За кошмой кибитки тяжело стояла ночь, и Семен Кузьмич нырнул в нее, как в бездонный омут. Обойдя кибитку, прислушался. Ночь молчала. Даже неугомонный ветер затих, лег как уставшая собака у подножья барханов. Лишь где-то, далеко-далеко, в пустыне чуфыркал филин, да из кибитки неслись отдельные слова Мухамеда, видимо, те, на которых он делал ударение: «Су… ер… мактаб… сагалтма!..»[16]
Семен Кузьмич хотел уже было вернуться в кибитку, как услышал чей-то затаенный смех, а затем насмешливую песню вполголоса:
Братец, хоть ты пожалей меня, бедную.
Нет горьче участи тяжкой и жалкой:
Бьет меня муж, как рабыню последнюю,
Бьет меня часто тяжелою палкой…
Это пела Джемаль. И тотчас же послышался хриповатый гортанный голос Канлы-Баша.
— Не издевайся надо мной, Джемаль, — умоляюще говорил басмач. — Когда же ты будешь сидеть в моей кибитке, у нашего очага?
Джемаль тихо засмеялась. Словно пересыпал кто-то из ладони в ладонь серебряные монеты.

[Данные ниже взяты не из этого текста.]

//! Graph store: document/chunk/entity nodes with typed edges
//!
//! `Document —HAS_CHUNK→ Chunk` and `Chunk —ABOUT→ Entity`. Upserts are
//! commutative merges so concurrent ingests touching the same entity converge
//! to one node. The Neo4j backend leans on MERGE for that; the in-memory twin
//! uses adjacency sets behind a coarse lock.

use crate::error::{Result, StoreError};
use crate::ingest::types::Chunk;
use crate::store::{ChunkMetadata, RetrievedChunk};
use async_trait::async_trait;
use neo4rs::{query, Graph};
use std::collections::{BTreeMap, BTreeSet, HashMap};
use tokio::sync::RwLock;
use tracing::{debug, info};

/// Graph store contract
#[async_trait]
pub trait GraphStore: Send + Sync {
    async fn upsert_document(&self, doc_id: &str, title: &str) -> Result<()>;

    async fn upsert_chunk(&self, chunk: &Chunk) -> Result<()>;

    async fn link_doc_chunk(&self, doc_id: &str, chunk_id: &str) -> Result<()>;

    async fn upsert_entity(&self, entity_key: &str, display_name: &str) -> Result<()>;

    /// Link a chunk to an entity. `rel` is sanitized to `[A-Z_]+`; only
    /// `ABOUT` is used in practice.
    async fn link_chunk_entity(&self, chunk_id: &str, entity_key: &str, rel: &str) -> Result<()>;

    /// Number of ABOUT edges per entity key; missing keys report 0
    async fn degrees(&self, entity_keys: &[String]) -> Result<HashMap<String, usize>>;

    /// Chunks linked to any of the given entities, each at most once.
    /// Score is `1 / (1 + match_count)` so more-matched chunks rank closer;
    /// ties break on `(doc_id, ord)`.
    async fn chunks_for_entities(
        &self,
        entity_keys: &[String],
        limit: usize,
    ) -> Result<Vec<RetrievedChunk>>;

    async fn ping(&self) -> bool;

    /// Active backend name, surfaced by the health probe
    fn backend(&self) -> &'static str;
}

/// Restrict a relationship name to `[A-Z_]+`
///
/// Relationship types cannot be bound as query parameters, so the name is
/// sanitized before interpolation.
pub fn sanitize_rel(rel: &str) -> Result<String> {
    let cleaned: String = rel
        .to_uppercase()
        .chars()
        .filter(|c| c.is_ascii_uppercase() || *c == '_')
        .collect();
    if cleaned.is_empty() {
        return Err(StoreError::UpsertFailed(format!("invalid relation name {rel:?}")).into());
    }
    Ok(cleaned)
}

fn entity_score(matches: usize) -> f32 {
    1.0 / (1.0 + matches as f32)
}

/// Neo4j-backed graph store
pub struct Neo4jGraphStore {
    graph: Graph,
}

impl Neo4jGraphStore {
    /// Connect over bolt and bootstrap uniqueness constraints for
    /// `doc_id`, `chunk_id`, and entity `key`.
    pub async fn connect(uri: &str, user: &str, password: &str) -> Result<Self> {
        let graph = Graph::new(uri, user, password)
            .await
            .map_err(StoreError::from)?;

        for statement in [
            "CREATE CONSTRAINT doc_id_unique IF NOT EXISTS FOR (d:Document) REQUIRE d.doc_id IS UNIQUE",
            "CREATE CONSTRAINT chunk_id_unique IF NOT EXISTS FOR (c:Chunk) REQUIRE c.chunk_id IS UNIQUE",
            "CREATE CONSTRAINT entity_key_unique IF NOT EXISTS FOR (e:Entity) REQUIRE e.key IS UNIQUE",
        ] {
            graph.run(query(statement)).await.map_err(StoreError::from)?;
        }

        info!(uri, "neo4j graph store ready");
        Ok(Self { graph })
    }
}

#[async_trait]
impl GraphStore for Neo4jGraphStore {
    async fn upsert_document(&self, doc_id: &str, title: &str) -> Result<()> {
        self.graph
            .run(
                query(
                    "MERGE (d:Document {doc_id: $doc_id}) \
                     SET d.title = $title \
                     SET d.created_at = coalesce(d.created_at, datetime())",
                )
                .param("doc_id", doc_id)
                .param("title", title),
            )
            .await
            .map_err(StoreError::from)?;
        Ok(())
    }

    async fn upsert_chunk(&self, chunk: &Chunk) -> Result<()> {
        self.graph
            .run(
                query(
                    "MERGE (c:Chunk {chunk_id: $chunk_id}) \
                     SET c.doc_id = $doc_id, c.ord = $ord, c.text = $text, c.tokens = $tokens",
                )
                .param("chunk_id", chunk.chunk_id.as_str())
                .param("doc_id", chunk.doc_id.as_str())
                .param("ord", chunk.ord as i64)
                .param("text", chunk.text.as_str())
                .param("tokens", chunk.tokens as i64),
            )
            .await
            .map_err(StoreError::from)?;
        Ok(())
    }

    async fn link_doc_chunk(&self, doc_id: &str, chunk_id: &str) -> Result<()> {
        self.graph
            .run(
                query(
                    "MATCH (d:Document {doc_id: $doc_id}), (c:Chunk {chunk_id: $chunk_id}) \
                     MERGE (d)-[:HAS_CHUNK]->(c)",
                )
                .param("doc_id", doc_id)
                .param("chunk_id", chunk_id),
            )
            .await
            .map_err(StoreError::from)?;
        Ok(())
    }

    async fn upsert_entity(&self, entity_key: &str, display_name: &str) -> Result<()> {
        self.graph
            .run(
                query(
                    "MERGE (e:Entity {key: $key}) \
                     ON CREATE SET e.display_name = $display_name",
                )
                .param("key", entity_key)
                .param("display_name", display_name),
            )
            .await
            .map_err(StoreError::from)?;
        Ok(())
    }

    async fn link_chunk_entity(&self, chunk_id: &str, entity_key: &str, rel: &str) -> Result<()> {
        let rel = sanitize_rel(rel)?;
        let statement = format!(
            "MATCH (c:Chunk {{chunk_id: $chunk_id}}), (e:Entity {{key: $key}}) \
             MERGE (c)-[:{rel}]->(e)"
        );
        self.graph
            .run(
                query(&statement)
                    .param("chunk_id", chunk_id)
                    .param("key", entity_key),
            )
            .await
            .map_err(StoreError::from)?;
        Ok(())
    }

    async fn degrees(&self, entity_keys: &[String]) -> Result<HashMap<String, usize>> {
        let mut out: HashMap<String, usize> =
            entity_keys.iter().map(|k| (k.clone(), 0)).collect();
        if entity_keys.is_empty() {
            return Ok(out);
        }

        let mut stream = self
            .graph
            .execute(
                query(
                    "UNWIND $keys AS k \
                     OPTIONAL MATCH (c:Chunk)-[:ABOUT]->(e:Entity {key: k}) \
                     RETURN k AS key, count(c) AS degree",
                )
                .param("keys", entity_keys.to_vec()),
            )
            .await
            .map_err(StoreError::from)?;

        while let Some(row) = stream.next().await.map_err(StoreError::from)? {
            let key: String = row
                .get("key")
                .map_err(|e| StoreError::QueryFailed(e.to_string()))?;
            let degree: i64 = row
                .get("degree")
                .map_err(|e| StoreError::QueryFailed(e.to_string()))?;
            out.insert(key, degree.max(0) as usize);
        }
        Ok(out)
    }

    async fn chunks_for_entities(
        &self,
        entity_keys: &[String],
        limit: usize,
    ) -> Result<Vec<RetrievedChunk>> {
        if entity_keys.is_empty() || limit == 0 {
            return Ok(Vec::new());
        }

        let mut stream = self
            .graph
            .execute(
                query(
                    "MATCH (c:Chunk)-[:ABOUT]->(e:Entity) \
                     WHERE e.key IN $keys \
                     WITH c, count(DISTINCT e) AS matches \
                     OPTIONAL MATCH (d:Document)-[:HAS_CHUNK]->(c) \
                     RETURN c.chunk_id AS chunk_id, c.doc_id AS doc_id, c.ord AS ord, \
                            c.text AS text, coalesce(d.title, c.doc_id) AS title, matches \
                     ORDER BY matches DESC, c.doc_id ASC, c.ord ASC \
                     LIMIT $limit",
                )
                .param("keys", entity_keys.to_vec())
                .param("limit", limit as i64),
            )
            .await
            .map_err(StoreError::from)?;

        let mut chunks = Vec::new();
        while let Some(row) = stream.next().await.map_err(StoreError::from)? {
            let get_err = |e: neo4rs::DeError| StoreError::QueryFailed(e.to_string());
            let ord: i64 = row.get("ord").map_err(get_err)?;
            let matches: i64 = row.get("matches").map_err(get_err)?;
            chunks.push(RetrievedChunk {
                id: row.get("chunk_id").map_err(get_err)?,
                text: row.get("text").map_err(get_err)?,
                metadata: ChunkMetadata {
                    doc_id: row.get("doc_id").map_err(get_err)?,
                    ord: ord.max(0) as usize,
                    title: row.get("title").map_err(get_err)?,
                },
                score: entity_score(matches.max(0) as usize),
            });
        }
        debug!(hits = chunks.len(), "graph retrieval complete");
        Ok(chunks)
    }

    async fn ping(&self) -> bool {
        self.graph.run(query("RETURN 1")).await.is_ok()
    }

    fn backend(&self) -> &'static str {
        "neo4j"
    }
}

#[derive(Default)]
struct GraphInner {
    /// doc_id -> title
    documents: HashMap<String, String>,
    /// chunk_id -> (doc_id, ord, text)
    chunks: HashMap<String, (String, usize, String)>,
    /// doc_id -> chunk ids, insertion-ordered by ord
    doc_chunks: HashMap<String, BTreeSet<(usize, String)>>,
    /// entity key -> display name
    entities: HashMap<String, String>,
    /// entity key -> chunk ids with an ABOUT edge
    entity_chunks: HashMap<String, BTreeSet<String>>,
}

/// In-memory graph store used as the startup fallback and in tests
#[derive(Default)]
pub struct InMemoryGraphStore {
    inner: RwLock<GraphInner>,
}

impl InMemoryGraphStore {
    pub fn new() -> Self {
        Self::default()
    }

    /// Node and ABOUT-edge counts, for tests and diagnostics
    pub async fn counts(&self) -> (usize, usize, usize) {
        let inner = self.inner.read().await;
        let edges: usize = inner.entity_chunks.values().map(|s| s.len()).sum();
        (inner.documents.len(), inner.chunks.len(), edges)
    }

    /// Total HAS_CHUNK edges, for tests and diagnostics
    pub async fn has_chunk_edges(&self) -> usize {
        let inner = self.inner.read().await;
        inner.doc_chunks.values().map(|s| s.len()).sum()
    }
}

#[async_trait]
impl GraphStore for InMemoryGraphStore {
    async fn upsert_document(&self, doc_id: &str, title: &str) -> Result<()> {
        let mut inner = self.inner.write().await;
        inner.documents.insert(doc_id.to_string(), title.to_string());
        Ok(())
    }

    async fn upsert_chunk(&self, chunk: &Chunk) -> Result<()> {
        let mut inner = self.inner.write().await;
        inner.chunks.insert(
            chunk.chunk_id.clone(),
            (chunk.doc_id.clone(), chunk.ord, chunk.text.clone()),
        );
        Ok(())
    }

    async fn link_doc_chunk(&self, doc_id: &str, chunk_id: &str) -> Result<()> {
        let mut inner = self.inner.write().await;
        let ord = inner
            .chunks
            .get(chunk_id)
            .map(|(_, ord, _)| *ord)
            .ok_or_else(|| StoreError::UpsertFailed(format!("unknown chunk {chunk_id}")))?;
        inner
            .doc_chunks
            .entry(doc_id.to_string())
            .or_default()
            .insert((ord, chunk_id.to_string()));
        Ok(())
    }

    async fn upsert_entity(&self, entity_key: &str, display_name: &str) -> Result<()> {
        let mut inner = self.inner.write().await;
        inner
            .entities
            .entry(entity_key.to_string())
            .or_insert_with(|| display_name.to_string());
        Ok(())
    }

    async fn link_chunk_entity(&self, chunk_id: &str, entity_key: &str, rel: &str) -> Result<()> {
        sanitize_rel(rel)?;
        let mut inner = self.inner.write().await;
        if !inner.chunks.contains_key(chunk_id) {
            return Err(StoreError::UpsertFailed(format!("unknown chunk {chunk_id}")).into());
        }
        inner
            .entity_chunks
            .entry(entity_key.to_string())
            .or_default()
            .insert(chunk_id.to_string());
        Ok(())
    }

    async fn degrees(&self, entity_keys: &[String]) -> Result<HashMap<String, usize>> {
        let inner = self.inner.read().await;
        Ok(entity_keys
            .iter()
            .map(|k| {
                let degree = inner.entity_chunks.get(k).map_or(0, |s| s.len());
                (k.clone(), degree)
            })
            .collect())
    }

    async fn chunks_for_entities(
        &self,
        entity_keys: &[String],
        limit: usize,
    ) -> Result<Vec<RetrievedChunk>> {
        let inner = self.inner.read().await;

        let mut matches: BTreeMap<String, usize> = BTreeMap::new();
        for key in entity_keys {
            if let Some(chunk_ids) = inner.entity_chunks.get(key) {
                for chunk_id in chunk_ids {
                    *matches.entry(chunk_id.clone()).or_insert(0) += 1;
                }
            }
        }

        let mut scored: Vec<RetrievedChunk> = matches
            .into_iter()
            .filter_map(|(chunk_id, count)| {
                inner.chunks.get(&chunk_id).map(|(doc_id, ord, text)| {
                    let title = inner
                        .documents
                        .get(doc_id)
                        .cloned()
                        .unwrap_or_else(|| doc_id.clone());
                    RetrievedChunk {
                        id: chunk_id,
                        text: text.clone(),
                        metadata: ChunkMetadata {
                            doc_id: doc_id.clone(),
                            ord: *ord,
                            title,
                        },
                        score: entity_score(count),
                    }
                })
            })
            .collect();

        scored.sort_by(|a, b| {
            a.score
                .partial_cmp(&b.score)
                .unwrap_or(std::cmp::Ordering::Equal)
                .then_with(|| {
                    (&a.metadata.doc_id, a.metadata.ord)
                        .cmp(&(&b.metadata.doc_id, b.metadata.ord))
                })
        });
        scored.truncate(limit);
        Ok(scored)
    }

    async fn ping(&self) -> bool {
        true
    }

    fn backend(&self) -> &'static str {
        "memory"
    }
}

— О, знаменитый батырь! Шапка твоя велика, а ума под ней мало. Люди прозвали тебя Канлы-Баш, а по-моему ты просто ашрбаш[17].
— Не смейся, Джемаль!
— Я не смеюсь. Ты приехал сватать меня, а где же твой калым?
— Требуй любой калым, любой, Джемаль!
— Я? Вот сумасшедший! Калым ты должен заплатить моему брату, Мухамеду.
— Мухамеду? Его я с удовольствием угостил бы кулаком!
— Арка!..
Семен Кузьмич, не видя, по тону знал, что над переносьем Джемаль сошлись сейчас брови, похожие на острые крылья ласточки.
— Я ухожу, Арка!
— Погоди минуту. Не сердись. Твой брат встал мне поперек пути. Ну ладно!.. Какой же калым должен я внести за тебя Мухамеду?